Ground 9 — Part I and Part II routes, criteria and notice
Ground 9 HA 1988 Schedule 2: suitable alternative accommodation is available for the tenant when the possession order takes effect. Two routes: Part I — local authority certifies it will provide suitable alternative accommodation (uncommon for private landlords); Part II — private alternative accommodation meets all statutory criteria: (a) lets on assured tenancy or equivalent security (tenant not offered less secure tenancy than current); (b) reasonably suitable as regards proximity to place of work (not significantly further and causing hardship); (c) reasonably suitable as regards rent (comparable level; not significantly more expensive); (d) reasonably suitable as regards extent and character (similar size; adequate for household; comparable type of property and amenities). Notice: Section 8 notice specifying Ground 9; minimum 2 months' notice. From 1 May 2026 (RRA 2025): new prescribed notice replaces Section 8 form; 2-month minimum retained.
- All four Part II criteria must be met — failing on any one (e.g., the alternative property is significantly further from work; at a markedly higher rent; substantially smaller) will defeat the Ground 9 claim; courts scrutinise all four criteria independently
- DISCRETIONARY: court considers both whether the alternative accommodation meets the criteria AND whether it is reasonable to grant possession — factors: landlord's genuine need; disruption to tenant; tenant's length of occupation; personal circumstances (elderly; disabled; young children); whether landlord has acted in good faith
- Evidence required: details of alternative property (tenancy agreement; rent; address; size; photographs); independent assessment that Part II criteria are met; written offer letter to tenant; comparison of current and alternative rents; tenant's response to the offer
- Practical use: where landlord wishes to redevelop and offer tenant an alternative property; portfolio reorganisation where landlord can rehouse tenant in another property they own; occasionally used as a more reputationally favourable alternative to Ground 6
Overlap with Ground 6, RRA 2025 significance and devolved positions
Ground 9 vs Ground 6 (redevelopment): Ground 6 is mandatory — requires genuine intention to demolish/reconstruct the dwelling or carry out substantial works requiring possession of the whole property; no alternative accommodation required.
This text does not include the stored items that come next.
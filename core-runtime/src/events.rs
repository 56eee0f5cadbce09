//! # Event Bus System
//!
//! Provides an event-driven surface for library scans using `tokio::sync::broadcast`.
//! The scan orchestrator publishes typed events; hosts subscribe to render
//! progress or refresh views once orphans have been removed.
//!
//! ## Overview
//!
//! The event bus system consists of:
//! - **Event Types**: `CoreEvent` wrapping scan lifecycle and library change events
//! - **EventBus**: Central broadcast channel for publishing events
//! - **EventStream**: Wrapper for consuming events with filtering
//!
//! ## Usage
//!
//! ```rust
//! use core_runtime::events::{CoreEvent, EventBus, ScanEvent};
//!
//! # #[tokio::main]
//! # async fn main() {
//! let event_bus = EventBus::new(100);
//! let mut stream = event_bus.subscribe();
//!
//! event_bus
//!     .emit(CoreEvent::Scan(ScanEvent::Started {
//!         scan_id: "scan-1".to_string(),
//!         roots: vec!["/music".to_string()],
//!     }))
//!     .ok();
//!
//! let event = stream.recv().await.unwrap();
//! assert!(matches!(event, CoreEvent::Scan(ScanEvent::Started { .. })));
//! # }
//! ```
//!
//! ## Error Handling
//!
//! - **`RecvError::Lagged(n)`**: Subscriber was too slow and missed `n` events.
//!   This is non-fatal; the subscriber can continue receiving new events.
//! - **`RecvError::Closed`**: All senders have been dropped. This indicates shutdown.
//!
//! Publishing with no subscribers returns an error which publishers ignore.

use serde::{Deserialize, Serialize};
use std::fmt;
use tokio::sync::broadcast;

pub use tokio::sync::broadcast::error::{RecvError, SendError};
pub use tokio::sync::broadcast::Receiver;

/// Default buffer size for the event bus channel.
///
/// Subscribers that can't keep up will receive `RecvError::Lagged`.
pub const DEFAULT_EVENT_BUFFER_SIZE: usize = 100;

// ============================================================================
// Core Event Types
// ============================================================================

/// Top-level event enum published and received through the event bus.
#[derive(Debug, Clone, Serialize, Deserialize, PartialEq, Eq)]
#[serde(tag = "type", content = "payload")]
pub enum CoreEvent {
    /// Scan lifecycle events
    Scan(ScanEvent),
    /// Library content changes
    Library(LibraryEvent),
}

impl CoreEvent {
    /// Returns a human-readable description of the event.
    pub fn description(&self) -> &str {
        match self {
            CoreEvent::Scan(e) => e.description(),
            CoreEvent::Library(e) => e.description(),
        }
    }

    /// Returns the severity level of the event.
    pub fn severity(&self) -> EventSeverity {
        match self {
            CoreEvent::Scan(ScanEvent::Failed { .. }) => EventSeverity::Error,
            CoreEvent::Scan(ScanEvent::Cancelled { .. }) => EventSeverity::Warning,
            CoreEvent::Scan(ScanEvent::Completed { .. }) => EventSeverity::Info,
            CoreEvent::Library(LibraryEvent::OrphansRemoved { .. }) => EventSeverity::Info,
            _ => EventSeverity::Debug,
        }
    }
}

/// Event severity levels for filtering and logging.
#[derive(Debug, Clone, Copy, PartialEq, Eq, PartialOrd, Ord, Serialize, Deserialize)]
pub enum EventSeverity {
    Debug,
    Info,
    Warning,
    Error,
}

// ============================================================================
// Scan Events
// ============================================================================

/// Events emitted while a library scan runs.
#[derive(Debug, Clone, Serialize, Deserialize, PartialEq, Eq)]
#[serde(tag = "event")]
pub enum ScanEvent {
    /// Caches are loaded and file enumeration is about to start.
    Started {
        /// Identifier of this scan run.
        scan_id: String,
        /// Library roots being scanned.
        roots: Vec<String>,
    },
    /// Incremental progress through the discovered files.
    Progress {
        scan_id: String,
        /// Files classified so far.
        files_processed: u64,
        /// Files discovered by the enumerator.
        total_files: u64,
        /// Progress percentage (0-100).
        percent: u8,
    },
    /// Scan persisted its changes and finished cleanup.
    Completed {
        scan_id: String,
        added: u64,
        updated: u64,
        skipped: u64,
        deleted: u64,
        ignored: u64,
        errors: u64,
        /// Wall time of the run in milliseconds.
        duration_ms: u64,
    },
    /// Scan stopped on a fatal storage error.
    Failed {
        scan_id: String,
        /// Human-readable error message.
        message: String,
        /// Files classified before the failure.
        files_processed: u64,
    },
    /// Scan was cancelled before anything was persisted.
    Cancelled {
        scan_id: String,
        files_processed: u64,
    },
}

impl ScanEvent {
    pub fn scan_id(&self) -> &str {
        match self {
            ScanEvent::Started { scan_id, .. }
            | ScanEvent::Progress { scan_id, .. }
            | ScanEvent::Completed { scan_id, .. }
            | ScanEvent::Failed { scan_id, .. }
            | ScanEvent::Cancelled { scan_id, .. } => scan_id,
        }
    }

    /// No further events follow for this scan id
    pub fn is_terminal(&self) -> bool {
        matches!(
            self,
            ScanEvent::Completed { .. } | ScanEvent::Failed { .. } | ScanEvent::Cancelled { .. }
        )
    }

    fn description(&self) -> &str {
        match self {
            ScanEvent::Started { .. } => "Library scan started",
            ScanEvent::Progress { .. } => "Library scan in progress",
            ScanEvent::Completed { .. } => "Library scan completed",
            ScanEvent::Failed { .. } => "Library scan failed",
            ScanEvent::Cancelled { .. } => "Library scan cancelled",
        }
    }
}

// ============================================================================
// Library Events
// ============================================================================

/// Events related to library content changes.
#[derive(Debug, Clone, Serialize, Deserialize, PartialEq, Eq)]
#[serde(tag = "event")]
pub enum LibraryEvent {
    /// Records whose backing files disappeared were deleted.
    OrphansRemoved {
        songs: u64,
        albums: u64,
        artists: u64,
        images: u64,
    },
}

impl LibraryEvent {
    fn description(&self) -> &str {
        match self {
            LibraryEvent::OrphansRemoved { .. } => "Orphaned library records removed",
        }
    }
}

// ============================================================================
// Event Bus
// ============================================================================

/// Central event bus for publishing and subscribing to events.
///
/// Uses `tokio::sync::broadcast` internally, which provides:
/// - Multiple producers (clone the `EventBus`)
/// - Multiple consumers (each `subscribe()` creates a new receiver)
/// - Lagging detection (slow subscribers get `RecvError::Lagged`)
#[derive(Clone)]
pub struct EventBus {
    sender: broadcast::Sender<CoreEvent>,
}

impl EventBus {
    /// Creates a new event bus with the specified buffer size.
    pub fn new(capacity: usize) -> Self {
        let (sender, _) = broadcast::channel(capacity);
        Self { sender }
    }

    /// Publishes an event to all subscribers.
    ///
    /// Returns the number of subscribers that received the event, or an
    /// error if there are no active subscribers.
    pub fn emit(&self, event: CoreEvent) -> Result<usize, SendError<CoreEvent>> {
        self.sender.send(event)
    }

    /// Creates a new subscriber to receive events.
    ///
    /// Past events are not replayed.
    pub fn subscribe(&self) -> Receiver<CoreEvent> {
        self.sender.subscribe()
    }

    /// Returns the number of active subscribers.
    pub fn subscriber_count(&self) -> usize {
        self.sender.receiver_count()
    }
}

impl Default for EventBus {
    fn default() -> Self {
        Self::new(DEFAULT_EVENT_BUFFER_SIZE)
    }
}

impl fmt::Debug for EventBus {
    fn fmt(&self, f: &mut fmt::Formatter<'_>) -> fmt::Result {
        f.debug_struct("EventBus")
            .field("subscriber_count", &self.subscriber_count())
            .finish()
    }
}

// ============================================================================
// Event Stream Wrapper
// ============================================================================

type EventFilter = Box<dyn Fn(&CoreEvent) -> bool + Send + Sync>;

/// A wrapper around `broadcast::Receiver` with optional filtering.
///
/// ```rust
/// use core_runtime::events::{CoreEvent, EventBus, EventStream};
///
/// let event_bus = EventBus::new(100);
/// let scan_only = EventStream::new(event_bus.subscribe())
///     .filter(|event| matches!(event, CoreEvent::Scan(_)));
/// ```
pub struct EventStream {
    receiver: Receiver<CoreEvent>,
    filter: Option<EventFilter>,
}

impl EventStream {
    pub fn new(receiver: Receiver<CoreEvent>) -> Self {
        Self {
            receiver,
            filter: None,
        }
    }

    /// Only events matching `predicate` are returned by `recv()`.
    pub fn filter<F>(mut self, predicate: F) -> Self
    where
        F: Fn(&CoreEvent) -> bool + Send + Sync + 'static,
    {
        self.filter = Some(Box::new(predicate));
        self
    }

    fn accepts(&self, event: &CoreEvent) -> bool {
        self.filter.as_ref().map_or(true, |filter| filter(event))
    }

    /// Receives the next event that passes the filter.
    ///
    /// # Errors
    ///
    /// Returns `RecvError::Lagged(n)` if the subscriber fell behind by `n` events.
    /// Returns `RecvError::Closed` if all senders have been dropped.
    pub async fn recv(&mut self) -> Result<CoreEvent, RecvError> {
        loop {
            let event = self.receiver.recv().await?;
            if self.accepts(&event) {
                return Ok(event);
            }
        }
    }

    /// Attempts to receive an event without blocking.
    ///
    /// Returns `None` if no events are currently available.
    pub fn try_recv(&mut self) -> Option<Result<CoreEvent, RecvError>> {
        loop {
            match self.receiver.try_recv() {
                Ok(event) => {
                    if self.accepts(&event) {
                        return Some(Ok(event));
                    }
                }
                Err(broadcast::error::TryRecvError::Empty) => return None,
                Err(broadcast::error::TryRecvError::Lagged(n)) => {
                    return Some(Err(RecvError::Lagged(n)))
                }
                Err(broadcast::error::TryRecvError::Closed) => return Some(Err(RecvError::Closed)),
            }
        }
    }
}

impl fmt::Debug for EventStream {
    fn fmt(&self, f: &mut fmt::Formatter<'_>) -> fmt::Result {
        f.debug_struct("EventStream")
            .field("has_filter", &self.filter.is_some())
            .finish()
    }
}

#[cfg(test)]
mod tests {
    use super::*;

    fn completed() -> CoreEvent {
        CoreEvent::Scan(ScanEvent::Completed {
            scan_id: "scan-1".to_string(),
            added: 10,
            updated: 2,
            skipped: 88,
            deleted: 1,
            ignored: 3,
            errors: 0,
            duration_ms: 1500,
        })
    }

    #[tokio::test]
    async fn test_event_bus_subscription() {
        let bus = EventBus::new(10);
        assert_eq!(bus.subscriber_count(), 0);
        let _sub1 = bus.subscribe();
        let _sub2 = bus.subscribe();
        assert_eq!(bus.subscriber_count(), 2);
    }

    #[tokio::test]
    async fn test_event_emission_no_subscribers() {
        let bus = EventBus::default();
        assert!(bus.emit(completed()).is_err());
    }

    #[tokio::test]
    async fn test_multiple_subscribers_receive_same_event() {
        let bus = EventBus::new(10);
        let mut sub1 = bus.subscribe();
        let mut sub2 = bus.subscribe();

        let event = CoreEvent::Scan(ScanEvent::Started {
            scan_id: "scan-1".to_string(),
            roots: vec!["/music".to_string()],
        });

        assert_eq!(bus.emit(event.clone()).unwrap(), 2);
        assert_eq!(sub1.recv().await.unwrap(), event);
        assert_eq!(sub2.recv().await.unwrap(), event);
    }

    #[tokio::test]
    async fn test_event_stream_with_filter() {
        let bus = EventBus::new(10);
        let mut stream = EventStream::new(bus.subscribe())
            .filter(|event| matches!(event, CoreEvent::Library(_)));

        bus.emit(completed()).ok();
        let removed = CoreEvent::Library(LibraryEvent::OrphansRemoved {
            songs: 1,
            albums: 1,
            artists: 0,
            images: 2,
        });
        bus.emit(removed.clone()).ok();

        assert_eq!(stream.recv().await.unwrap(), removed);
    }

    #[tokio::test]
    async fn test_lagged_subscriber() {
        let bus = EventBus::new(2);
        let mut sub = bus.subscribe();

        for i in 0..5 {
            bus.emit(CoreEvent::Scan(ScanEvent::Progress {
                scan_id: "scan-1".to_string(),
                files_processed: i,
                total_files: 5,
                percent: (i * 20) as u8,
            }))
            .ok();
        }

        assert!(matches!(sub.recv().await, Err(RecvError::Lagged(_))));
    }

    #[test]
    fn test_event_severity_and_description() {
        let failed = CoreEvent::Scan(ScanEvent::Failed {
            scan_id: "scan-1".to_string(),
            message: "database is locked".to_string(),
            files_processed: 12,
        });
        assert_eq!(failed.severity(), EventSeverity::Error);
        assert_eq!(completed().severity(), EventSeverity::Info);
        assert_eq!(completed().description(), "Library scan completed");
    }

    #[test]
    fn test_terminal_scan_events() {
        let started = ScanEvent::Started {
            scan_id: "scan-7".to_string(),
            roots: vec![],
        };
        let cancelled = ScanEvent::Cancelled {
            scan_id: "scan-7".to_string(),
            files_processed: 3,
        };

        assert!(!started.is_terminal());
        assert!(cancelled.is_terminal());
        assert_eq!(cancelled.scan_id(), "scan-7");
    }

    #[test]
    fn test_event_serialization() {
        let event = completed();
        let json = serde_json::to_string(&event).unwrap();
        assert!(json.contains("\"type\":\"Scan\""));

        let deserialized: CoreEvent = serde_json::from_str(&json).unwrap();
        assert_eq!(deserialized, event);
    }

    #[tokio::test]
    async fn test_try_recv() {
        let bus = EventBus::new(10);
        let mut stream = EventStream::new(bus.subscribe());
        assert!(stream.try_recv().is_none());

        bus.emit(completed()).ok();
        assert_eq!(stream.try_recv().unwrap().unwrap(), completed());
    }
}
Ground 9 is discretionary and requires actual alternative accommodation to be available. Both can be pleaded in the alternative in the same possession claim. Post-RRA 2025 (England from 1 May 2026): with Section 21 abolished, Ground 9 becomes more strategically significant — a landlord who genuinely owns or can arrange comparable alternative accommodation has a route to non-fault possession without Section 21. The discretionary nature means success depends heavily on the quality of the alternative accommodation and the circumstances of the tenancy.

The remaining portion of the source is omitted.